Ties between Afghanistan and Iran became further strained in recent years due to Iran's toughened immigration policy, hastening the repatriation of many Afghan asylum seekers. A number of Afghans were executed by hanging in public for crimes punishable with death in Iran (murder, rape, smuggling large amount of drugs, and armed robbery), which sparked angry demonstrations in Afghanistan. Between 2010 and 2011, Afghan and Iranian security forces were involved in border skirmishes in Afghanistan's Nimroz Province. In July 2011, Iran decided to cut off electricity exports to Afghanistan's Nimroz Province. In March 2012, Najibullah Kabuli, leader of the National Participation Front (NPF) of Afghanistan, accused three senior leaders of Iran's Revolutionary Guards of plotting to assassinate him. Some members of the Afghan Parliament accuses Iran of setting up Taliban bases in several Iranian cities, and that "Iran is directly involved in fanning ethnic, linguistic and sectarian tensions in Afghanistan." 

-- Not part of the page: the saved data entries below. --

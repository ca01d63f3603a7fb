//! Name-keyed registry of distribution engines.
//!
//! The registry is meant to be built once at startup (the built-ins are
//! registered by `with_builtins`) and read thereafter; concurrent
//! registration at runtime must be synchronized externally.

use std::collections::BTreeMap;

use super::binomial::BinomialDistribution;
use super::engine::DistributionEngine;
use super::error::DistError;
use super::hypergeometric::HypergeometricDistribution;

/// Constructor for a registered engine.
pub type EngineConstructor = fn() -> Box<dyn DistributionEngine>;

/// Case-insensitive name → constructor registry.
pub struct DistributionFactory {
    registry: BTreeMap<String, EngineConstructor>,
}

impl DistributionFactory {
    /// An empty registry with no engines.
    pub fn empty() -> Self {
        Self {
            registry: BTreeMap::new(),
        }
    }

    /// A registry with the binomial and hypergeometric engines registered.
    pub fn with_builtins() -> Self {
        let mut factory = Self::empty();
        factory.register("binomial", || Box::new(BinomialDistribution));
        factory.register("hypergeometric", || Box::new(HypergeometricDistribution));
        factory
    }

    /// Register an engine constructor under a name. Registration is
    /// additive only; re-registering a name replaces its constructor.
    pub fn register(&mut self, name: &str, constructor: EngineConstructor) {
        self.registry.insert(name.to_lowercase(), constructor);
    }

    /// Instantiate the engine registered under `name` (case-insensitive).
    ///
    /// Fails with [`DistError::UnknownDistribution`] listing the registered
    /// names when the name is unrecognized.
    pub fn create(&self, name: &str) -> Result<Box<dyn DistributionEngine>, DistError> {
        match self.registry.get(&name.to_lowercase()) {
            Some(constructor) => Ok(constructor()),
            None => Err(DistError::UnknownDistribution {
                name: name.to_string(),
                available: self.available().join(", "),
            }),
        }
    }

    /// Registered names in stable sorted order.
    pub fn available(&self) -> Vec<String> {
        self.registry.keys().cloned().collect()
    }
}

impl Default for DistributionFactory {
    fn default() -> Self {
        Self::with_builtins()
    }
}
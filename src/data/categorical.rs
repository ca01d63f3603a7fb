//! Categorical column analysis.
//!
//! The bridge from raw tabular input to distribution parameters: given one
//! labeled column and a chosen "success" category, derive the population
//! size N (non-null rows), the population successes K (rows matching the
//! category), and p = K/N.
//!
//! `analyze_values` is the pure core working on plain optional strings;
//! `analyze_categorical_column` adapts a polars column onto it.

use std::collections::BTreeMap;

use polars::prelude::*;
use serde::Serialize;
use thiserror::Error;

use crate::dist::result::round6;

/// Failures while deriving distribution parameters from a data column.
#[derive(Debug, Error)]
pub enum AnalysisError {
    /// The named column is not present in the dataset.
    #[error("column '{column}' does not exist in the dataset")]
    ColumnNotFound { column: String },

    /// The column exists but holds no non-null values.
    #[error("column '{column}' contains no valid (non-null) values")]
    EmptyColumn { column: String },

    /// The chosen success category never occurs in the column.
    #[error("category '{category}' does not occur in column '{column}'")]
    CategoryNotFound { category: String, column: String },

    /// An underlying polars operation failed (cast, dtype access).
    #[error(transparent)]
    Polars(#[from] PolarsError),
}

/// Parameters derived from one (column, success category) selection.
///
/// Computed once per selection; callers may cache it across calculation
/// requests and drop it when they clear their own state.
#[derive(Debug, Clone, PartialEq, Serialize)]
pub struct CategoricalAnalysis {
    /// Source column name
    pub column: String,
    /// The category counted as a success
    pub success_category: String,
    /// Population size N: count of non-null entries
    pub population: u64,
    /// Population successes K: count of entries equal to the category
    pub successes: u64,
    /// K/N, rounded to 6 decimals
    pub p: f64,
    /// Full category → count mapping over the non-null entries
    pub categories: BTreeMap<String, u64>,
}

/// Analyze a sequence of optional category labels.
///
/// # Arguments
/// * `values` - One entry per row; `None` marks a missing value
/// * `column` - Column name, used only for error messages and the record
/// * `success_category` - The label counted as a success
pub fn analyze_values(
    values: &[Option<String>],
    column: &str,
    success_category: &str,
) -> Result<CategoricalAnalysis, AnalysisError> {
    let mut categories: BTreeMap<String, u64> = BTreeMap::new();
    let mut population: u64 = 0;

    for value in values.iter().flatten() {
        population += 1;
        *categories.entry(value.clone()).or_insert(0) += 1;
    }

    if population == 0 {
        return Err(AnalysisError::EmptyColumn {
            column: column.to_string(),
        });
    }

    let successes = categories.get(success_category).copied().unwrap_or(0);
    if successes == 0 {
        return Err(AnalysisError::CategoryNotFound {
            category: success_category.to_string(),
            column: column.to_string(),
        });
    }

    Ok(CategoricalAnalysis {
        column: column.to_string(),
        success_category: success_category.to_string(),
        population,
        successes,
        p: round6(successes as f64 / population as f64),
        categories,
    })
}

/// Analyze one column of a DataFrame against a success category.
pub fn analyze_categorical_column(
    df: &DataFrame,
    column: &str,
    success_category: &str,
) -> Result<CategoricalAnalysis, AnalysisError> {
    let col = df
        .column(column)
        .map_err(|_| AnalysisError::ColumnNotFound {
            column: column.to_string(),
        })?;

    let values = column_to_string_values(col)?;
    analyze_values(&values, column, success_category)
}

/// Category occurrence counts for one column, sorted by count descending
/// (ties broken by name). Drives the interactive category selection.
pub fn category_counts(
    df: &DataFrame,
    column: &str,
) -> Result<Vec<(String, u64)>, AnalysisError> {
    let col = df
        .column(column)
        .map_err(|_| AnalysisError::ColumnNotFound {
            column: column.to_string(),
        })?;

    let mut counts: BTreeMap<String, u64> = BTreeMap::new();
    for value in column_to_string_values(col)?.into_iter().flatten() {
        *counts.entry(value).or_insert(0) += 1;
    }

    let mut sorted: Vec<(String, u64)> = counts.into_iter().collect();
    sorted.sort_by(|a, b| b.1.cmp(&a.1).then_with(|| a.0.cmp(&b.0)));
    Ok(sorted)
}

/// Stringify a column for label comparison, keeping nulls as `None`.
pub(crate) fn column_to_string_values(col: &Column) -> Result<Vec<Option<String>>, AnalysisError> {
    let dtype = col.dtype().clone();
    let values: Vec<Option<String>> = if dtype == DataType::String {
        col.str()?
            .into_iter()
            .map(|v| v.map(str::to_string))
            .collect()
    } else if dtype == DataType::Boolean {
        col.bool()?
            .into_iter()
            .map(|v| v.map(|b| b.to_string()))
            .collect()
    } else if dtype.is_signed_integer() {
        let cast = col.cast(&DataType::Int64)?;
        cast.i64()?
            .into_iter()
            .map(|v| v.map(|n| n.to_string()))
            .collect()
    } else if dtype.is_unsigned_integer() {
        let cast = col.cast(&DataType::UInt64)?;
        cast.u64()?
            .into_iter()
            .map(|v| v.map(|n| n.to_string()))
            .collect()
    } else if dtype.is_float() {
        let cast = col.cast(&DataType::Float64)?;
        cast.f64()?
            .into_iter()
            .map(|v| v.map(|n| format!("{}", n)))
            .collect()
    } else {
        let cast = col.cast(&DataType::String)?;
        cast.str()?
            .into_iter()
            .map(|v| v.map(str::to_string))
            .collect()
    };

    Ok(values)
}
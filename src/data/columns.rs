//! Per-column dataset summaries.
//!
//! Presents each column's null profile and a kind-specific digest
//! (top categories, or numeric range and moments) so a user can pick the
//! column and success category to analyze. Columns are summarized in
//! parallel; datasets can be wide.

use anyhow::Result;
use polars::prelude::*;
use rayon::prelude::*;
use serde::Serialize;

use super::categorical::column_to_string_values;

/// How many top categories a summary lists
const TOP_CATEGORY_COUNT: usize = 10;

/// Broad classification of a column for analysis purposes.
#[derive(Debug, Clone, Copy, PartialEq, Eq, Serialize)]
#[serde(rename_all = "lowercase")]
pub enum ColumnKind {
    /// String, boolean, or categorical dtype - candidate for analysis
    Categorical,
    Numeric,
    Other,
}

/// Digest of one dataset column.
#[derive(Debug, Clone, Serialize)]
pub struct ColumnSummary {
    pub name: String,
    pub dtype: String,
    pub kind: ColumnKind,
    pub total_rows: usize,
    pub non_null_count: usize,
    pub null_count: usize,
    /// Distinct non-null values (categorical columns)
    #[serde(skip_serializing_if = "Option::is_none")]
    pub unique_count: Option<usize>,
    /// Most frequent categories with their counts (categorical columns)
    #[serde(skip_serializing_if = "Vec::is_empty")]
    pub top_categories: Vec<(String, u64)>,
    #[serde(skip_serializing_if = "Option::is_none")]
    pub min: Option<f64>,
    #[serde(skip_serializing_if = "Option::is_none")]
    pub max: Option<f64>,
    #[serde(skip_serializing_if = "Option::is_none")]
    pub mean: Option<f64>,
    #[serde(skip_serializing_if = "Option::is_none")]
    pub std: Option<f64>,
}

/// Summarize every column of the dataset, in parallel.
pub fn summarize_columns(df: &DataFrame) -> Result<Vec<ColumnSummary>> {
    df.get_columns()
        .par_iter()
        .map(|col| summarize_column(df.height(), col))
        .collect()
}

fn column_kind(dtype: &DataType) -> ColumnKind {
    match dtype {
        DataType::String | DataType::Boolean | DataType::Categorical(_, _) => {
            ColumnKind::Categorical
        }
        dt if dt.is_primitive_numeric() => ColumnKind::Numeric,
        _ => ColumnKind::Other,
    }
}

fn summarize_column(total_rows: usize, col: &Column) -> Result<ColumnSummary> {
    let null_count = col.null_count();
    let non_null_count = col.len() - null_count;
    let kind = column_kind(col.dtype());

    let mut summary = ColumnSummary {
        name: col.name().to_string(),
        dtype: col.dtype().to_string(),
        kind,
        total_rows,
        non_null_count,
        null_count,
        unique_count: None,
        top_categories: Vec::new(),
        min: None,
        max: None,
        mean: None,
        std: None,
    };

    match kind {
        ColumnKind::Categorical => {
            let mut counts: std::collections::HashMap<String, u64> =
                std::collections::HashMap::new();
            for value in column_to_string_values(col)?.into_iter().flatten() {
                *counts.entry(value).or_insert(0) += 1;
            }
            summary.unique_count = Some(counts.len());

            let mut sorted: Vec<(String, u64)> = counts.into_iter().collect();
            sorted.sort_by(|a, b| b.1.cmp(&a.1).then_with(|| a.0.cmp(&b.0)));
            sorted.truncate(TOP_CATEGORY_COUNT);
            summary.top_categories = sorted;
        }
        ColumnKind::Numeric => {
            let cast = col.cast(&DataType::Float64)?;
            let values: Vec<f64> = cast.f64()?.into_iter().flatten().collect();
            if !values.is_empty() {
                let count = values.len() as f64;
                let mean = values.iter().sum::<f64>() / count;
                summary.min = values.iter().copied().reduce(f64::min);
                summary.max = values.iter().copied().reduce(f64::max);
                summary.mean = Some(mean);
                // Sample std (ddof = 1); undefined for a single value.
                if values.len() > 1 {
                    let sum_sq: f64 = values.iter().map(|v| (v - mean) * (v - mean)).sum();
                    summary.std = Some((sum_sq / (count - 1.0)).sqrt());
                }
            }
        }
        ColumnKind::Other => {}
    }

    Ok(summary)
}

According to Saudi Arabia, Afghan Senate members certified the existence of documents which affirm that the Taliban collected endorsements from both Iran and Russia. Thus members of the Taliban are located in the cities of Mashhad, Yazd and Kerman in Iran. Moreover, the Governor of the state of Farah in Afghanistan, Asif Ning, also confirmed this in an interview with the Dari-speaking Freedom Radio stating: "They are living in the cities of Yazd, Kerman and Mashhad. They eventually return to Afghanistan to vandalize. At the time being, a number of senior members of the Taliban leaders are living in Iran", adding that "[t]he bodies of Taliban fighters killed in recent clashes were delivered to their families in Iran".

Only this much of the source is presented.